Exercise data:
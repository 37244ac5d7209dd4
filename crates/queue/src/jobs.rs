//! Repository for publishing jobs.

use crate::Database;
use crate::error::{ErrorKind, Result};
use crate::models::{JobCounts, JobKind, JobPayload, JobRecord, JobRow, JobStatus};
use exn::ResultExt;
use sqlx::SqlitePool;
use time::{Duration, UtcDateTime};
use tracing::instrument;

/// Outcome of enqueueing a job.
#[derive(Debug, Clone, Copy, PartialEq, Eq)]
pub enum Enqueued {
    Created(i64),
    /// A pending or running job with the same signature already exists.
    Duplicate(i64),
}
impl Enqueued {
    pub fn id(&self) -> i64 {
        match self {
            Self::Created(id) | Self::Duplicate(id) => *id,
        }
    }
}

/// Repository for managing [`JobRecord`] rows.
///
/// A running job refreshes its claim every time it saves progress. One whose
/// claim is older than the reclaim window belongs to a worker that died and
/// is handed to the next worker that asks.
#[derive(Debug, Clone)]
pub struct JobRepository {
    pool: SqlitePool,
    reclaim_window: Duration,
}
impl From<&Database> for JobRepository {
    fn from(db: &Database) -> Self {
        Self::new(db.pool().clone(), Self::DEFAULT_RECLAIM_WINDOW)
    }
}
impl JobRepository {
    pub const DEFAULT_RECLAIM_WINDOW: Duration = Duration::minutes(10);

    pub fn new(pool: SqlitePool, reclaim_window: Duration) -> Self {
        Self { pool, reclaim_window }
    }

    pub fn with_reclaim_window(mut self, window: Duration) -> Self {
        self.reclaim_window = window;
        self
    }

    /// Persist a new pending job unless identical work is already in flight.
    #[instrument(level = "debug", skip(self, payload, now), fields(urls = payload.urls_to_process.len()))]
    pub async fn enqueue(
        &self,
        kind: JobKind,
        signature: &str,
        payload: &JobPayload,
        total_steps: u32,
        now: UtcDateTime,
    ) -> Result<Enqueued> {
        let json = payload.to_json()?;
        let mut tx = self.pool.begin().await.or_raise(|| ErrorKind::Database)?;
        let created: Option<i64> = sqlx::query_scalar(include_str!("../queries/insert_job.sql"))
            .bind(kind.as_str())
            .bind(signature)
            .bind(json)
            .bind(i64::from(total_steps))
            .bind(now.unix_timestamp())
            .fetch_optional(&mut *tx)
            .await
            .or_raise(|| ErrorKind::Database)?;
        let enqueued = match created {
            Some(id) => Enqueued::Created(id),
            None => {
                let id: i64 = sqlx::query_scalar(include_str!("../queries/get_in_flight_job_by_signature.sql"))
                    .bind(signature)
                    .fetch_one(&mut *tx)
                    .await
                    .or_raise(|| ErrorKind::Database)?;
                Enqueued::Duplicate(id)
            },
        };
        tx.commit().await.or_raise(|| ErrorKind::Database)?;
        Ok(enqueued)
    }

    /// Claim the oldest pending job, or a running job whose worker stopped
    /// reporting progress.
    pub async fn claim_next(&self, now: UtcDateTime) -> Result<Option<JobRecord>> {
        let row: Option<JobRow> = sqlx::query_as(include_str!("../queries/claim_next_job.sql"))
            .bind(now.unix_timestamp())
            .bind((now - self.reclaim_window).unix_timestamp())
            .fetch_optional(&self.pool)
            .await
            .or_raise(|| ErrorKind::Database)?;
        row.map(JobRecord::try_from).transpose()
    }

    /// Save processing state of a running job, refreshing its claim.
    pub async fn save_progress(&self, job: &JobRecord, now: UtcDateTime) -> Result<()> {
        sqlx::query(include_str!("../queries/save_job_progress.sql"))
            .bind(job.payload.to_json()?)
            .bind(i64::from(job.current_step))
            .bind(i64::from(job.total_steps))
            .bind(now.unix_timestamp())
            .bind(job.id)
            .execute(&self.pool)
            .await
            .or_raise(|| ErrorKind::Database)?;
        Ok(())
    }

    /// Record the final state of a job.
    pub async fn finish(&self, job: &JobRecord, status: JobStatus, now: UtcDateTime) -> Result<()> {
        sqlx::query(include_str!("../queries/finish_job.sql"))
            .bind(status.as_str())
            .bind(job.payload.to_json()?)
            .bind(i64::from(job.current_step))
            .bind(i64::from(job.total_steps))
            .bind(now.unix_timestamp())
            .bind(job.id)
            .execute(&self.pool)
            .await
            .or_raise(|| ErrorKind::Database)?;
        Ok(())
    }

    /// Hand a running job back to the queue so the next worker resumes it.
    pub async fn release(&self, id: i64) -> Result<()> {
        sqlx::query(include_str!("../queries/release_job.sql"))
            .bind(id)
            .execute(&self.pool)
            .await
            .or_raise(|| ErrorKind::Database)?;
        Ok(())
    }

    pub async fn get(&self, id: i64) -> Result<Option<JobRecord>> {
        let row: Option<JobRow> = sqlx::query_as(include_str!("../queries/get_job.sql"))
            .bind(id)
            .fetch_optional(&self.pool)
            .await
            .or_raise(|| ErrorKind::Database)?;
        row.map(JobRecord::try_from).transpose()
    }

    /// Most recent jobs first.
    pub async fn list(&self, limit: usize) -> Result<Vec<JobRecord>> {
        let limit = i64::try_from(limit).or_raise(|| ErrorKind::InvalidData("limit"))?;
        let rows: Vec<JobRow> = sqlx::query_as(include_str!("../queries/list_jobs.sql"))
            .bind(limit)
            .fetch_all(&self.pool)
            .await
            .or_raise(|| ErrorKind::Database)?;
        rows.into_iter().map(JobRecord::try_from).collect()
    }

    pub async fn counts(&self) -> Result<JobCounts> {
        let rows: Vec<(String, i64)> = sqlx::query_as(include_str!("../queries/count_jobs.sql"))
            .fetch_all(&self.pool)
            .await
            .or_raise(|| ErrorKind::Database)?;
        let mut counts = JobCounts::default();
        for (status, total) in rows {
            counts.add(&status, total)?;
        }
        Ok(counts)
    }
}
//! Turning content changes into durable work.
//!
//! A [`PublishQueue`] is created per triggering transaction: each content
//! mutation is [recorded](PublishQueue::record) into it, and at the end of
//! the transaction [`flush()`](PublishQueue::flush) writes queue entries and
//! batched jobs in one go. Nothing is persisted for a mutation that is never
//! flushed.

use crate::error::{ErrorKind, Result};
use crate::resolve::{AffectedSet, Mutation, Resolver};
use exn::ResultExt;
use staticpub_queue::{EntryAction, EntryRepository, Enqueued, JobKind, JobPayload, JobRepository, QueuedUrl};
use staticpub_urls::{BatchedUrl, Sanitiser, UrlBundler};
use time::UtcDateTime;
use tracing::{info, instrument};

/// Jobs and URLs written by one [`PublishQueue::flush`].
#[derive(Debug, Clone, Default, PartialEq, Eq)]
pub struct FlushReport {
    pub created: Vec<i64>,
    /// Identical work was already pending or running.
    pub duplicates: Vec<i64>,
    pub urls_to_update: usize,
    pub urls_to_delete: usize,
}
impl FlushReport {
    fn push(&mut self, enqueued: Enqueued) {
        match enqueued {
            Enqueued::Created(id) => self.created.push(id),
            Enqueued::Duplicate(id) => self.duplicates.push(id),
        }
    }
}

/// Accumulates the URLs to regenerate and purge for one transaction.
pub struct PublishQueue {
    update: UrlBundler,
    delete: UrlBundler,
    urls_per_job: usize,
    chunk_size: usize,
}
impl PublishQueue {
    pub fn new(sanitiser: Sanitiser, urls_per_job: usize, chunk_size: usize) -> Self {
        Self { update: UrlBundler::new(sanitiser), delete: UrlBundler::new(sanitiser), urls_per_job, chunk_size }
    }

    /// Add both sides of a resolved change.
    pub fn record(&mut self, affected: &AffectedSet) -> Result<()> {
        for (url, priority) in affected.update_urls() {
            self.update.add_url_with_priority(&url, priority).or_raise(|| ErrorKind::InvalidUrl(url.clone()))?;
        }
        for (url, priority) in affected.delete_urls() {
            self.delete.add_url_with_priority(&url, priority).or_raise(|| ErrorKind::InvalidUrl(url.clone()))?;
        }
        Ok(())
    }

    pub fn is_empty(&self) -> bool {
        self.update.is_empty() && self.delete.is_empty()
    }

    /// Persist everything recorded so far and start over.
    ///
    /// Every URL gets a queue entry, and every batch of `urls_per_job` URLs a
    /// job. A URL recorded on both sides is only regenerated.
    #[instrument(skip_all, fields(update = self.update.len(), delete = self.delete.len()))]
    pub async fn flush(
        &mut self,
        entries: &EntryRepository,
        jobs: &JobRepository,
        now: UtcDateTime,
    ) -> Result<FlushReport> {
        let update = &self.update;
        self.delete.retain(|u| !update.contains(&u.url));

        let mut report = FlushReport {
            urls_to_update: self.update.len(),
            urls_to_delete: self.delete.len(),
            ..Default::default()
        };
        for (kind, action, bundler) in [
            (JobKind::Generate, EntryAction::Publish, &self.update),
            (JobKind::Delete, EntryAction::Purge, &self.delete),
        ] {
            if bundler.is_empty() {
                continue;
            }
            let urls = bundler.urls();
            let urls: Vec<(&str, i64)> = urls.iter().map(|u| (u.url.as_str(), u.priority)).collect();
            entries.enqueue_many(urls, action, now).await.or_raise(|| ErrorKind::Queue)?;
            for batch in bundler.batches(self.urls_per_job) {
                let queued: Vec<QueuedUrl> = batch.into_iter().map(queued_url).collect();
                report.push(enqueue_job(jobs, kind, queued, self.chunk_size, now).await?);
            }
        }
        self.update.clear();
        self.delete.clear();
        info!(created = report.created.len(), duplicates = report.duplicates.len(), "flushed publish queue");
        Ok(report)
    }
}

fn queued_url(batched: BatchedUrl) -> QueuedUrl {
    QueuedUrl { url: batched.url, priority: batched.priority, ordinal: batched.ordinal }
}

async fn enqueue_job(
    jobs: &JobRepository,
    kind: JobKind,
    urls: Vec<QueuedUrl>,
    chunk_size: usize,
    now: UtcDateTime,
) -> Result<Enqueued> {
    let signature = signature(kind, &urls);
    let steps = total_steps(urls.len(), chunk_size);
    let payload = JobPayload::new(urls);
    jobs.enqueue(kind, &signature, &payload, steps, now).await.or_raise(|| ErrorKind::Queue)
}

/// Queue a job regenerating every live page and purging everything else.
///
/// The URL list is built when the job first runs, so a rebuild queued while
/// another is still pending is a duplicate.
pub async fn enqueue_full_rebuild(jobs: &JobRepository, now: UtcDateTime) -> Result<Enqueued> {
    enqueue_job(jobs, JobKind::FullRebuild, Vec::new(), 0, now).await
}

/// Identity of a job: its kind and the set of URLs it covers.
pub(crate) fn signature(kind: JobKind, urls: &[QueuedUrl]) -> String {
    let mut keys: Vec<&str> = urls.iter().map(|u| u.url.as_str()).collect();
    keys.sort_unstable();
    let mut hasher = blake3::Hasher::new();
    hasher.update(kind.as_str().as_bytes());
    for key in keys {
        hasher.update(b"\n");
        hasher.update(key.as_bytes());
    }
    hasher.finalize().to_hex().to_string()
}

/// Number of chunks needed to process `urls` (`0` chunk size means one chunk).
pub(crate) fn total_steps(urls: usize, chunk_size: usize) -> u32 {
    let steps = match chunk_size {
        0 => usize::from(urls > 0),
        n => urls.div_ceil(n),
    };
    u32::try_from(steps).unwrap_or(u32::MAX)
}

/// What a publishable content type owns to take part in static publishing.
///
/// Call [`after_publish`](Self::after_publish) or
/// [`after_unpublish`](Self::after_unpublish) once the CMS has committed the
/// change, then flush the queue when the transaction ends.
pub struct StaticPublishingTrigger {
    resolver: Resolver,
}
impl StaticPublishingTrigger {
    pub fn new(resolver: Resolver) -> Self {
        Self { resolver }
    }

    pub fn resolver(&self) -> &Resolver {
        &self.resolver
    }

    pub fn after_publish(&self, queue: &mut PublishQueue, mutation: Mutation<'_>) -> Result<AffectedSet> {
        self.record(queue, mutation)
    }

    pub fn after_unpublish(&self, queue: &mut PublishQueue, mutation: Mutation<'_>) -> Result<AffectedSet> {
        self.record(queue, mutation)
    }

    #[instrument(level = "debug", skip_all, fields(node = mutation.node))]
    fn record(&self, queue: &mut PublishQueue, mutation: Mutation<'_>) -> Result<AffectedSet> {
        let affected = self.resolver.resolve(&mutation)?;
        queue.record(&affected)?;
        Ok(affected)
    }

    /// Convenience for a single-node change: resolve, record and flush.
    pub async fn trigger(
        &self,
        mutation: Mutation<'_>,
        queue: &mut PublishQueue,
        entries: &EntryRepository,
        jobs: &JobRepository,
    ) -> Result<FlushReport> {
        self.record(queue, mutation)?;
        queue.flush(entries, jobs, UtcDateTime::now()).await
    }
}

Work instructions: The answer should be nothing but the number of lines in this data that include "instrument".

Written solution: 5